Dataset entries:
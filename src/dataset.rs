use std::path::PathBuf;

use image::DynamicImage;

use crate::data::loader;
use crate::data::model::{CategoryMap, ImageId, ImageRecord, Snapshot};
use crate::error::{DatasetError, Result};

// ---------------------------------------------------------------------------
// Spatial dataset: a snapshot bound to its image directory
// ---------------------------------------------------------------------------

/// A loaded snapshot plus the dataset root its images live under.
pub struct SpatialDataset {
    /// Directory holding `val2014/`.
    pub root: PathBuf,

    pub snapshot: Snapshot,

    /// Category names resolved once at load time.
    pub categories: CategoryMap,
}

impl SpatialDataset {
    pub fn new(root: impl Into<PathBuf>, snapshot: Snapshot) -> Self {
        let categories = snapshot.category_map();
        Self {
            root: root.into(),
            snapshot,
            categories,
        }
    }

    /// Load a snapshot from a local path or `https://` URL.
    pub fn open(root: impl Into<PathBuf>, source: &str) -> Result<Self> {
        let snapshot = loader::load_snapshot(source)?;
        Ok(Self::new(root, snapshot))
    }

    pub fn len(&self) -> usize {
        self.snapshot.len()
    }

    /// Image id at `index` in snapshot order.
    pub fn image_id(&self, index: usize) -> Result<ImageId> {
        self.snapshot
            .image_ids
            .get(index)
            .copied()
            .ok_or(DatasetError::IndexOutOfRange {
                index,
                len: self.len(),
            })
    }

    pub fn record(&self, id: ImageId) -> Result<&ImageRecord> {
        self.snapshot.get(id)
    }

    pub fn image_path(&self, record: &ImageRecord) -> PathBuf {
        loader::image_path(&self.root, &record.file_name)
    }

    /// Pixel data and record of the image at `index`.
    pub fn get(&self, index: usize) -> Result<(ImageId, DynamicImage, &ImageRecord)> {
        let id = self.image_id(index)?;
        let record = self.record(id)?;
        let image = loader::load_image(&self.image_path(record))?;
        Ok((id, image, record))
    }
}

#[cfg(test)]
mod tests {
    use std::path::Path;

    use super::*;
    use crate::data::model::{Annotation, BBox, Category};

    fn dataset(root: &Path) -> SpatialDataset {
        let mut snap = Snapshot::new(vec![Category {
            id: 1,
            name: "person".into(),
            extra: Default::default(),
        }]);
        for (id, name) in [(30, "b.png"), (10, "a.png")] {
            snap.push(
                id,
                ImageRecord {
                    annotations: vec![Annotation::new(1, BBox::new(0.0, 0.0, 1.0, 1.0))],
                    file_name: name.into(),
                    height: 2,
                    width: 3,
                    good_pairs: None,
                },
            );
        }
        SpatialDataset::new(root, snap)
    }

    #[test]
    fn indexes_follow_snapshot_order() {
        let ds = dataset(Path::new("/data/coco"));
        assert_eq!(ds.len(), 2);
        assert_eq!(ds.image_id(0).unwrap(), 30);
        assert_eq!(ds.image_id(1).unwrap(), 10);
        assert!(matches!(
            ds.image_id(2),
            Err(DatasetError::IndexOutOfRange { index: 2, len: 2 })
        ));
        assert_eq!(
            ds.image_path(ds.record(10).unwrap()),
            PathBuf::from("/data/coco/val2014/a.png")
        );
        assert_eq!(ds.categories.name(1).unwrap(), "person");
    }

    #[test]
    fn get_loads_pixels() {
        let dir = tempfile::tempdir().unwrap();
        std::fs::create_dir(dir.path().join("val2014")).unwrap();
        image::RgbImage::new(3, 2)
            .save(dir.path().join("val2014/b.png"))
            .unwrap();

        let ds = dataset(dir.path());
        let (id, image, record) = ds.get(0).unwrap();
        assert_eq!(id, 30);
        assert_eq!((image.width(), image.height()), (3, 2));
        assert_eq!(record.file_name, "b.png");

        assert!(matches!(ds.get(1), Err(DatasetError::Image { .. })));
    }
}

▶ **Directions for this task**:
Reproduce the entries above in full by retyping them exactly.

▶ **Result for this exercise**:
filename src/dataset.rs
use std::path::PathBuf;

use image::DynamicImage;

use crate::data::loader;
use crate::data::model::{CategoryMap, ImageId, ImageRecord, Snapshot};
use crate::error::{DatasetError, Result};

// ---------------------------------------------------------------------------
// Spatial dataset: a snapshot bound to its image directory
// ---------------------------------------------------------------------------

/// A loaded snapshot plus the dataset root its images live under.
pub struct SpatialDataset {
    /// Directory holding `val2014/`.
    pub root: PathBuf,

    pub snapshot: Snapshot,

    /// Category names resolved once at load time.
    pub categories: CategoryMap,
}

impl SpatialDataset {
    pub fn new(root: impl Into<PathBuf>, snapshot: Snapshot) -> Self {
        let categories = snapshot.category_map();
        Self {
            root: root.into(),
            snapshot,
            categories,
        }
    }

    /// Load a snapshot from a local path or `https://` URL.
    pub fn open(root: impl Into<PathBuf>, source: &str) -> Result<Self> {
        let snapshot = loader::load_snapshot(source)?;
        Ok(Self::new(root, snapshot))
    }

    pub fn len(&self) -> usize {
        self.snapshot.len()
    }

    /// Image id at `index` in snapshot order.
    pub fn image_id(&self, index: usize) -> Result<ImageId> {
        self.snapshot
            .image_ids
            .get(index)
            .copied()
            .ok_or(DatasetError::IndexOutOfRange {
                index,
                len: self.len(),
            })
    }

    pub fn record(&self, id: ImageId) -> Result<&ImageRecord> {
        self.snapshot.get(id)
    }

    pub fn image_path(&self, record: &ImageRecord) -> PathBuf {
        loader::image_path(&self.root, &record.file_name)
    }

    /// Pixel data and record of the image at `index`.
    pub fn get(&self, index: usize) -> Result<(ImageId, DynamicImage, &ImageRecord)> {
        let id = self.image_id(index)?;
        let record = self.record(id)?;
        let image = loader::load_image(&self.image_path(record))?;
        Ok((id, image, record))
    }
}

#[cfg(test)]
mod tests {
    use std::path::Path;

    use super::*;
    use crate::data::model::{Annotation, BBox, Category};

    fn dataset(root: &Path) -> SpatialDataset {
        let mut snap = Snapshot::new(vec![Category {
            id: 1,
            name: "person".into(),
            extra: Default::default(),
        }]);
        for (id, name) in [(30, "b.png"), (10, "a.png")] {
            snap.push(
                id,
                ImageRecord {
                    annotations: vec![Annotation::new(1, BBox::new(0.0, 0.0, 1.0, 1.0))],
                    file_name: name.into(),
                    height: 2,
                    width: 3,
                    good_pairs: None,
                },
            );
        }
        SpatialDataset::new(root, snap)
    }

    #[test]
    fn indexes_follow_snapshot_order() {
        let ds = dataset(Path::new("/data/coco"));
        assert_eq!(ds.len(), 2);
        assert_eq!(ds.image_id(0).unwrap(), 30);
        assert_eq!(ds.image_id(1).unwrap(), 10);
        assert!(matches!(
            ds.image_id(2),
            Err(DatasetError::IndexOutOfRange { index: 2, len: 2 })
        ));
        assert_eq!(
            ds.image_path(ds.record(10).unwrap()),
            PathBuf::from("/data/coco/val2014/a.png")
        );
        assert_eq!(ds.categories.name(1).unwrap(), "person");
    }

    #[test]
    fn get_loads_pixels() {
        let dir = tempfile::tempdir().unwrap();
        std::fs::create_dir(dir.path().join("val2014")).unwrap();
        image::RgbImage::new(3, 2)
            .save(dir.path().join("val2014/b.png"))
            .unwrap();

        let ds = dataset(dir.path());
        let (id, image, record) = ds.get(0).unwrap();
        assert_eq!(id, 30);
        assert_eq!((image.width(), image.height()), (3, 2));
        assert_eq!(record.file_name, "b.png");

        assert!(matches!(ds.get(1), Err(DatasetError::Image { .. })));
    }
}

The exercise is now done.